Stored data entries
::::

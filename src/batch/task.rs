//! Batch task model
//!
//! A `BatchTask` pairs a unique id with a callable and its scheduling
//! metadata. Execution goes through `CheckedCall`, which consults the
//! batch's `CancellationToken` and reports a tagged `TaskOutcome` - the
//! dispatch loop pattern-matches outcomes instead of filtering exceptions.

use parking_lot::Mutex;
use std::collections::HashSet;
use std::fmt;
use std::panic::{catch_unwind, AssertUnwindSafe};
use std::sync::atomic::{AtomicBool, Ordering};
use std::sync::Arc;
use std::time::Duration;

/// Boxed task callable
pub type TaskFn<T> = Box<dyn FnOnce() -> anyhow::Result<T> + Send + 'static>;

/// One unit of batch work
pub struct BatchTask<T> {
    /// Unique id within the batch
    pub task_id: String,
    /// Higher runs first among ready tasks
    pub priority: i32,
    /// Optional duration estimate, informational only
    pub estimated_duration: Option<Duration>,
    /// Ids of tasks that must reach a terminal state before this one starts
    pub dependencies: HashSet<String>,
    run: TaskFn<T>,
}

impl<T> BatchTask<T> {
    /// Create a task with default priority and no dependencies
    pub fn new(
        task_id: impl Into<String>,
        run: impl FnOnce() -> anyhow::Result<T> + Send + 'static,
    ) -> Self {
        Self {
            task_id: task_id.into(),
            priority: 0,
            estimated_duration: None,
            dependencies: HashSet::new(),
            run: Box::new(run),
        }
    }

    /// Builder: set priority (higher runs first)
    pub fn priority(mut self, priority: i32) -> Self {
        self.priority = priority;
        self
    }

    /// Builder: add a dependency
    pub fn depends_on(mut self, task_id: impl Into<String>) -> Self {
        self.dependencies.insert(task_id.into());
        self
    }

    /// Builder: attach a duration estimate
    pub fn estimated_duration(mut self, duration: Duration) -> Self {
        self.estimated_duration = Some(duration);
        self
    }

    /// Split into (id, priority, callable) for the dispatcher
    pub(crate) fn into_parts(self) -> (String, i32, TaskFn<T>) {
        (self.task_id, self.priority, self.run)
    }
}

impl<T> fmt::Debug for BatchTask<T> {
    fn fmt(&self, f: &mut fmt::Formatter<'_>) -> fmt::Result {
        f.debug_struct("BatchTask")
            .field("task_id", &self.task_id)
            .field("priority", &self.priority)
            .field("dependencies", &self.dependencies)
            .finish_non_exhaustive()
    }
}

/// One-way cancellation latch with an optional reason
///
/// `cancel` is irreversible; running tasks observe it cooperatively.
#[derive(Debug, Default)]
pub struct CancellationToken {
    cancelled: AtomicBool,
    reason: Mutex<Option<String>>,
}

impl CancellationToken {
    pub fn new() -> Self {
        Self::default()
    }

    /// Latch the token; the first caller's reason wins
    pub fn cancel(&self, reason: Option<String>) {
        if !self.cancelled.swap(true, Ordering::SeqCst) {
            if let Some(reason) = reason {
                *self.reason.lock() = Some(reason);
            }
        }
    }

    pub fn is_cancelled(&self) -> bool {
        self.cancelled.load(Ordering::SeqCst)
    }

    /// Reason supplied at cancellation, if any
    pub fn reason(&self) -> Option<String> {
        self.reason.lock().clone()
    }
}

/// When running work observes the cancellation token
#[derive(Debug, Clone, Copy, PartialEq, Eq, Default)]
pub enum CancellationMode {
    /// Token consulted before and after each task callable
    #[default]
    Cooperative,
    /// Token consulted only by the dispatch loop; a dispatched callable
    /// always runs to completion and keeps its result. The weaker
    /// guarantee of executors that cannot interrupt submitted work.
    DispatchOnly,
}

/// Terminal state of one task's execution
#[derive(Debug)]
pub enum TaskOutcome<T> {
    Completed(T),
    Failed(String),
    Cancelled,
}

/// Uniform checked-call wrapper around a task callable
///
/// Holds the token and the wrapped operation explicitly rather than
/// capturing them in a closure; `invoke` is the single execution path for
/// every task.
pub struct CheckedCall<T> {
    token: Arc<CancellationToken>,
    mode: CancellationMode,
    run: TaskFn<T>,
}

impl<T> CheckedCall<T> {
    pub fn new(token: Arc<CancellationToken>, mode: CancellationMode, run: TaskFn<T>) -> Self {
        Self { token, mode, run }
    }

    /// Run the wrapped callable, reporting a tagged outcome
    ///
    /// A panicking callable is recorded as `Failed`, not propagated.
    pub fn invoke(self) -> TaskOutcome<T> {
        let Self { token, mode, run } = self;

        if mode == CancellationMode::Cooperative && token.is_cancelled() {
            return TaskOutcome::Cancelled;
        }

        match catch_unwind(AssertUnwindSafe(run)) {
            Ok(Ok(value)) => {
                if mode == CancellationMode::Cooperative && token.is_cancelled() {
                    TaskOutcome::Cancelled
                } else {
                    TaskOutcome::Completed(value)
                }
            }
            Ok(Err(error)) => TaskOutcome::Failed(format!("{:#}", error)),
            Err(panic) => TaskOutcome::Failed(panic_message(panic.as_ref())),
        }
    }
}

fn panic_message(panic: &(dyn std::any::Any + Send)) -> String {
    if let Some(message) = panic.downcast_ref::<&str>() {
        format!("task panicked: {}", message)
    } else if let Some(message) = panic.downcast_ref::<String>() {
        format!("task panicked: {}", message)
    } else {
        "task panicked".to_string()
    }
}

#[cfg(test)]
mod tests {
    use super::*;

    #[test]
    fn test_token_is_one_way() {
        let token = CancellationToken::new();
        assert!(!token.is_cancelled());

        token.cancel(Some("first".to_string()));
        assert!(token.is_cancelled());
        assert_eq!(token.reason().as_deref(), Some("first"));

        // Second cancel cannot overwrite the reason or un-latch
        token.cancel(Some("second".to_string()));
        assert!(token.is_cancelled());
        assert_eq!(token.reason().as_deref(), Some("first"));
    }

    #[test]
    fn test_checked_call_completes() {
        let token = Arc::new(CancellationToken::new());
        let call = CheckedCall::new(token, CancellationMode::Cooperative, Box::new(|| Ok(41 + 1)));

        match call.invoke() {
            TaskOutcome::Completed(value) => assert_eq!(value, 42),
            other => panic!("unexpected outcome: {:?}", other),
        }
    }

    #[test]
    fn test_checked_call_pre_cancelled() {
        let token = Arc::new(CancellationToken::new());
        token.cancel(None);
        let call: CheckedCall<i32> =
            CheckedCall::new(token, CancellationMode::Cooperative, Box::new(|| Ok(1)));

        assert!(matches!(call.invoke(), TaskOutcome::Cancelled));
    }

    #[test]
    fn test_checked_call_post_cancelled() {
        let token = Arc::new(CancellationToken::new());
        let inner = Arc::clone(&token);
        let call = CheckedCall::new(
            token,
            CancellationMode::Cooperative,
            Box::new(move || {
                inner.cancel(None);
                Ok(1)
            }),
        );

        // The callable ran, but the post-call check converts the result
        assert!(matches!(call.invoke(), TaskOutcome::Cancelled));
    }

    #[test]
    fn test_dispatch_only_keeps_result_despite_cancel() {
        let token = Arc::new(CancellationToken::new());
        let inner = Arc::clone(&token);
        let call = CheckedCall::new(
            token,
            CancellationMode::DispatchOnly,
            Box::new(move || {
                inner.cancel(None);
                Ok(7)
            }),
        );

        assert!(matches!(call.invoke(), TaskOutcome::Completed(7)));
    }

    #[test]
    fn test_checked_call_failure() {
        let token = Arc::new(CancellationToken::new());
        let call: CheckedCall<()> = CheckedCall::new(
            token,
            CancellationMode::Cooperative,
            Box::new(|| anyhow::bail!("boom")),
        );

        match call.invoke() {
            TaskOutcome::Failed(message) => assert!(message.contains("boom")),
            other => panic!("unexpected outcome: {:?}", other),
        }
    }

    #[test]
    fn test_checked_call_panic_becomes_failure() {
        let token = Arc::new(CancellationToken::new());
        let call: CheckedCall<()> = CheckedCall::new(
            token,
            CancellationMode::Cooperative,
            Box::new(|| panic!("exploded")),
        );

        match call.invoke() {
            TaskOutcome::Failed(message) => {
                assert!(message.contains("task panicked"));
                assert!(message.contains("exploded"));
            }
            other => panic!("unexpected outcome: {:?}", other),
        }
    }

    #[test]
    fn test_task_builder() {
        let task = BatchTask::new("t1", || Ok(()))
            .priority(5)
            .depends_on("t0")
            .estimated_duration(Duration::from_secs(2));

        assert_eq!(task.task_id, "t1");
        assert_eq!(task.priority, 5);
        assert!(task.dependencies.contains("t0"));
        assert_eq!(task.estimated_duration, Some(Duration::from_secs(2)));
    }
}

::::

Every line in the data that holds the string "TaskFn" should be returned.

- The answer:
pub type TaskFn<T> = Box<dyn FnOnce() -> anyhow::Result<T> + Send + 'static>;
    run: TaskFn<T>,
    pub(crate) fn into_parts(self) -> (String, i32, TaskFn<T>) {
    run: TaskFn<T>,
    pub fn new(token: Arc<CancellationToken>, mode: CancellationMode, run: TaskFn<T>) -> Self {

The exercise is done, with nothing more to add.